┌─ MATERIAL SHOWN

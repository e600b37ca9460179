use super::actions::{CompleteOrderModal, DispatchModal};
use super::{AddAgriSalesOrderForm, OrderDetail};
use crate::domain::a006_agri_sales_order::api;
use crate::shared::components::{PaginationControls, SearchInput, StatusBadge};
use crate::shared::date_utils::format_opt_date;
use crate::shared::icons::icon;
use crate::shared::number_format::{format_quantity, format_rupees};
use crate::shared::page_frame::{PageFrame, PAGE_CAT_LIST};
use contracts::domain::a006_agri_sales_order::{AgriSalesOrder, OrderAction, OrderTab};
use contracts::shared::list_query::Pagination;
use contracts::shared::settings::SEARCH_DEBOUNCE_MS;
use leptos::prelude::*;
use leptos::task::spawn_local;
use std::collections::HashSet;
use thaw::*;

/// Bulk action offered by a tab over its checked orders
fn bulk_action(tab: OrderTab) -> Option<OrderAction> {
    match tab {
        OrderTab::Accepted => Some(OrderAction::Dispatch),
        OrderTab::Dispatched => Some(OrderAction::Complete),
        _ => None,
    }
}

#[component]
#[allow(non_snake_case)]
pub fn AgriSalesOrderMobile() -> impl IntoView {
    let tab = RwSignal::new(OrderTab::Pending);
    let search = RwSignal::new(String::new());
    let (page, set_page) = signal(1usize);
    let (items, set_items) = signal::<Vec<AgriSalesOrder>>(Vec::new());
    let (pagination, set_pagination) = signal(Pagination::default());
    let (loading, set_loading) = signal(false);
    let (error, set_error) = signal::<Option<String>>(None);
    let checked = RwSignal::new(HashSet::<String>::new());
    let detail_id = RwSignal::new(None::<String>);
    let add_open = RwSignal::new(false);
    let bulk_open = RwSignal::new(false);
    let generation = StoredValue::new(0u64);

    let fetch = move || {
        let issued = generation.get_value() + 1;
        generation.set_value(issued);
        let current_tab = tab.get_untracked();
        let term = search.get_untracked();
        let page_no = page.get_untracked();
        set_loading.set(true);
        spawn_local(async move {
            let result = api::fetch_orders(current_tab, page_no, &term).await;
            if generation.try_get_value() != Some(issued) {
                log::debug!("dropped stale {} orders (generation {})", current_tab.label(), issued);
                return;
            }
            match result {
                Ok(list) => {
                    set_items.set(list.items);
                    set_pagination.set(list.pagination);
                    set_error.set(None);
                }
                Err(e) => {
                    set_items.set(Vec::new());
                    set_pagination.set(Pagination::default());
                    set_error.set(Some(e.message_or("Could not load orders")));
                }
            }
            set_loading.set(false);
        });
    };

    let switch_tab = move |next: OrderTab| {
        if tab.get_untracked() == next {
            return;
        }
        tab.set(next);
        set_page.set(1);
        checked.set(HashSet::new());
        fetch();
    };

    Effect::new(move |prev: Option<String>| {
        let term = search.get();
        if prev.is_some() {
            set_page.set(1);
            fetch();
        }
        term
    });

    let on_changed = Callback::new(move |_| {
        checked.set(HashSet::new());
        fetch();
    });

    let checked_orders = move || {
        let ids = checked.get_untracked();
        items
            .get_untracked()
            .into_iter()
            .filter(|o| ids.contains(&o.id))
            .collect::<Vec<_>>()
    };

    fetch();

    view! {
        <PageFrame page_id="a006_agri_sales_order--list" category=PAGE_CAT_LIST class="page--mobile">
            <Show
                when=move || detail_id.get().is_none()
                fallback=move || {
                    let id = detail_id.get_untracked().unwrap_or_default();
                    view! {
                        <OrderDetail
                            order_id=id
                            on_back=Callback::new(move |_| detail_id.set(None))
                            on_changed=on_changed
                        />
                    }
                }
            >
                <div class="header">
                    <div class="header__content">
                        <h1 class="header__title">"Orders"</h1>
                    </div>
                    <div class="header__actions">
                        <Button appearance=ButtonAppearance::Primary on_click=move |_| add_open.set(true)>
                            {icon("plus")}
                            "New order"
                        </Button>
                        <Button
                            appearance=ButtonAppearance::Secondary
                            on_click=move |_| fetch()
                            disabled=move || loading.get()
                        >
                            {icon("refresh")}
                        </Button>
                    </div>
                </div>

                <div class="tab-buttons tab-buttons--scroll">
                    {OrderTab::all()
                        .into_iter()
                        .map(|t| {
                            view! {
                                <button
                                    class="tab-button"
                                    class:tab-button--active=move || tab.get() == t
                                    on:click=move |_| switch_tab(t)
                                >
                                    {t.label()}
                                </button>
                            }
                        })
                        .collect_view()}
                </div>

                <div class="filters">
                    <SearchInput value=search delay_ms=SEARCH_DEBOUNCE_MS placeholder="Order number, customer or mobile" />
                </div>

                {move || {
                    let action = bulk_action(tab.get())?;
                    let count = checked.with(HashSet::len);
                    Some(view! {
                        <div class="bulk-bar">
                            <span>{format!("{} selected", count)}</span>
                            <Button
                                appearance=ButtonAppearance::Primary
                                on_click=move |_| bulk_open.set(true)
                                disabled=count == 0
                            >
                                {format!("{} selected", action.label())}
                            </Button>
                        </div>
                    })
                }}

                {move || error.get().map(|e| view! {
                    <div class="warning-box warning-box--error">
                        <span class="warning-box__text">{e}</span>
                    </div>
                })}

                <div class="order-list">
                    {move || {
                        let orders = items.get();
                        if orders.is_empty() {
                            return if loading.get() {
                                view! { <Spinner /> }.into_any()
                            } else {
                                view! { <p class="muted">"No orders in this tab"</p> }.into_any()
                            };
                        }
                        let selectable = bulk_action(tab.get_untracked()).is_some();
                        orders
                            .into_iter()
                            .map(|o| {
                                let id_for_open = o.id.clone();
                                let id_for_check = o.id.clone();
                                let id_for_toggle = o.id.clone();
                                view! {
                                    <div class="order-card" on:click=move |_| detail_id.set(Some(id_for_open.clone()))>
                                        <div class="order-card__title">
                                            {selectable.then(|| {
                                                let id_for_check = id_for_check.clone();
                                                let id_for_toggle = id_for_toggle.clone();
                                                view! {
                                                    <input
                                                        type="checkbox"
                                                        class="table__checkbox"
                                                        on:click=|e| e.stop_propagation()
                                                        prop:checked=move || checked.with(|c| c.contains(&id_for_check))
                                                        on:change=move |ev| {
                                                            let on = event_target_checked(&ev);
                                                            checked.update(|c| {
                                                                if on {
                                                                    c.insert(id_for_toggle.clone());
                                                                } else {
                                                                    c.remove(&id_for_toggle);
                                                                }
                                                            });
                                                        }
                                                    />
                                                }
                                            })}
                                            <strong>{o.order_number.clone()}</strong>
                                            <StatusBadge label=o.order_status.display_name() class=o.order_status.badge_class() />
                                        </div>
                                        <div class="order-card__line">{o.customer_name.clone()}</div>
                                        <div class="order-card__line muted">
                                            {format!("{} · {}", o.product_name, format_quantity(o.quantity))}
                                        </div>
                                        <div class="order-card__amounts">
                                            <span>{format_rupees(o.total_amount)}</span>
                                            <span class="order-card__balance">
                                                {format!("Due {}", format_rupees(o.outstanding()))}
                                            </span>
                                        </div>
                                        <div class="order-card__line muted">{format_opt_date(o.created_at.as_deref())}</div>
                                    </div>
                                }
                            })
                            .collect_view()
                            .into_any()
                    }}
                </div>

                <PaginationControls
                    current_page=page
                    total_pages=Signal::derive(move || pagination.get().total_pages)
                    total_count=Signal::derive(move || pagination.get().total)
                    on_page_change=Callback::new(move |p| {
                        set_page.set(p);
                        fetch();
                    })
                    disabled=loading
                />
            </Show>

            <Show when=move || add_open.get()>
                <AddAgriSalesOrderForm open=add_open on_done=on_changed />
            </Show>

            {move || {
                if !bulk_open.get() {
                    return None;
                }
                let orders = checked_orders();
                let view = match bulk_action(tab.get_untracked())? {
                    OrderAction::Dispatch => view! {
                        <DispatchModal open=bulk_open orders=orders on_done=on_changed />
                    }
                    .into_any(),
                    _ => view! {
                        <CompleteOrderModal open=bulk_open orders=orders on_done=on_changed />
                    }
                    .into_any(),
                };
                Some(view)
            }}
        </PageFrame>
    }
}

└─

» DIRECTIONS FOR THIS TASK
Scan the entries and show every line in which the word "derive" is found.

» WRITTEN REPLY
                    total_pages=Signal::derive(move || pagination.get().total_pages)
                    total_count=Signal::derive(move || pagination.get().total)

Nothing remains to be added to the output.